Search code examples
.netxmlxpathxsd

Can I validate an XPath expression against an XML schema?


You can verify an XPath expression against an XML doc to verify it, but is there an easy way to verify the same XPath expression against the schema for that document?

Say I have an XSD schema like this:

<xsd:schema xmlns:xsd="http://www.w3.org/2001/XMLSchema" ... etc>
  <xsd:element name="RootData">
    <xsd:complexType>
      <xsd:sequence minOccurs="0">
        <xsd:element name="FirstChild">
          <xsd:complexType>
            <xsd:sequence minOccurs="0">
              <xsd:element name="FirstGrandChild">
... etc etc

Is there an easy or built-in way to verify that the XPath:

/RootData/FirstChild/FirstGrandChild

would be valid against any XML documents that may be based on that schema? (Edit: I guess I mean potentially valid; the actual XML document might not contain those elements, but that XPath could still be considered potentially valid for the schema. Whereas, say, /RootData/ClearlyInvalidChild/ThisElementDoesntExistEither is clearly invalid.)

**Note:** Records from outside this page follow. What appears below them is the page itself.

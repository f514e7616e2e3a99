use axum::{
    http::StatusCode,
    response::{IntoResponse, Response},
    Json,
};
use domain::DomainError;
use serde::Serialize;
use thiserror::Error;

#[derive(Debug, Error)]
pub enum ApiError {
    #[error("Not found: {0}")]
    NotFound(String),

    #[error("Internal error: {0}")]
    Internal(String),

    #[error("Service unavailable: {0}")]
    ServiceUnavailable(String),
}

#[derive(Debug, Serialize)]
struct ErrorBody {
    error: String,
    message: String,
}

impl IntoResponse for ApiError {
    fn into_response(self) -> Response {
        let (status, error_code, message) = match self {
            ApiError::NotFound(msg) => (StatusCode::NOT_FOUND, "not_found", msg),
            ApiError::Internal(msg) => {
                tracing::error!("Internal error: {}", msg);
                (
                    StatusCode::INTERNAL_SERVER_ERROR,
                    "internal_error",
                    "An internal error occurred".into(),
                )
            }
            ApiError::ServiceUnavailable(msg) => {
                (StatusCode::SERVICE_UNAVAILABLE, "service_unavailable", msg)
            }
        };

        let body = ErrorBody {
            error: error_code.into(),
            message,
        };

        (status, Json(body)).into_response()
    }
}

impl From<DomainError> for ApiError {
    fn from(err: DomainError) -> Self {
        match err {
            DomainError::GroupNotFound(_) => ApiError::NotFound(err.to_string()),
            DomainError::Database(db_err) => db_err.into(),
        }
    }
}

/// Maps a Postgres SQLSTATE to a client-facing error, if it has one.
fn from_sqlstate(code: Option<&str>) -> Option<ApiError> {
    match code {
        // A group removed between lookup and insert trips the events FK.
        Some("23503") => Some(ApiError::NotFound("Referenced resource not found".into())),
        _ => None,
    }
}

impl From<sqlx::Error> for ApiError {
    fn from(err: sqlx::Error) -> Self {
        match err {
            sqlx::Error::RowNotFound => ApiError::NotFound("Resource not found".into()),
            sqlx::Error::Database(db_err) => from_sqlstate(db_err.code().as_deref())
                .unwrap_or_else(|| ApiError::Internal(format!("Database error: {}", db_err))),
            _ => ApiError::Internal(format!("Database error: {}", err)),
        }
    }
}
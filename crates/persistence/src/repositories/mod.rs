//! Repository implementations for database operations.

pub mod event;
pub mod group;
pub mod user;

pub use event::EventRepository;
pub use group::GroupRepository;
pub use user::UserRepository;
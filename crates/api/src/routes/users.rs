//! User routes.

use axum::{extract::State, Json};
use domain::models::{NewUser, User};

use crate::app::AppState;
use crate::error::ApiError;

/// Create a user.
///
/// POST /users
pub async fn create_user(
    State(state): State<AppState>,
    Json(request): Json<NewUser>,
) -> Result<Json<User>, ApiError> {
    let user = state.users.create(request).await?;
    Ok(Json(user))
}

/// List all users.
///
/// GET /users
pub async fn list_users(State(state): State<AppState>) -> Result<Json<Vec<User>>, ApiError> {
    Ok(Json(state.users.list().await?))
}
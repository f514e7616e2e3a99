//! Domain models for ConnectHub.

pub mod event;
pub mod group;
pub mod user;

pub use event::{Event, NewEvent};
pub use group::{Group, NewGroup};
pub use user::{NewUser, User};
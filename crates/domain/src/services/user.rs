//! User management service.

use std::sync::Arc;

use tracing::info;

use super::store::UserStore;
use crate::error::DomainResult;
use crate::models::{NewUser, User};

#[derive(Clone)]
pub struct UserService {
    store: Arc<dyn UserStore>,
}

impl UserService {
    pub fn new(store: Arc<dyn UserStore>) -> Self {
        Self { store }
    }

    /// Persist a new user. No validation and no duplicate detection.
    pub async fn create(&self, user: NewUser) -> DomainResult<User> {
        let user = self.store.insert(user).await?;
        info!(user_id = user.id, "User created");
        Ok(user)
    }

    pub async fn list(&self) -> DomainResult<Vec<User>> {
        self.store.list_all().await
    }
}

Of course I could only expect this to work against canonical XPath expressions rather than ones of arbitrary complexity, but that's fine.

I'm specifically thinking in .NET but am curious if other implementations make it possible. It's not so important that I want to roll my own, for example I don't really want to write my own code to transform that XPath expression into another one like:

/xsd:schema/xsd:element[@name='RootData']/xsd:complexType/xsd:sequence/xsd:element[@name='FirstChild']/...etc...

... though I know I could do that if I really had to.

Cheers!


Solution

  • We actually did a research project on this, and implemented an XPath verifier, sometime around 2000. This was for XPath 1. I am not aware of any currently available libraries that you can use to do this.

    If you want to go and implement this yourself, here are some hints:

    • You will not be able to transform a path over an instance document into a path over a schema as you do above. For example, /a//b does not transform into /xsd:element[@name='a']//xsd:element[@name='b'] because element b may be defined at the top level of the schema, not underneath b.

    • Remember that while an XML document is a tree, a schema is a graph. If you search descendant paths like //a, you will have to decide when to terminate the search or it may continue forever (e.g. imagine in a element "a" that contains "b", which contains "a")

    • Some paths will be undecidable or at least very hard to decide. For example //*[starts-with(@name, 'foo')]

    If you're still up for it, I suggest using a library like eclipse's XSD or the .NET schema loading classes to load the schema into memory and do your checking in code.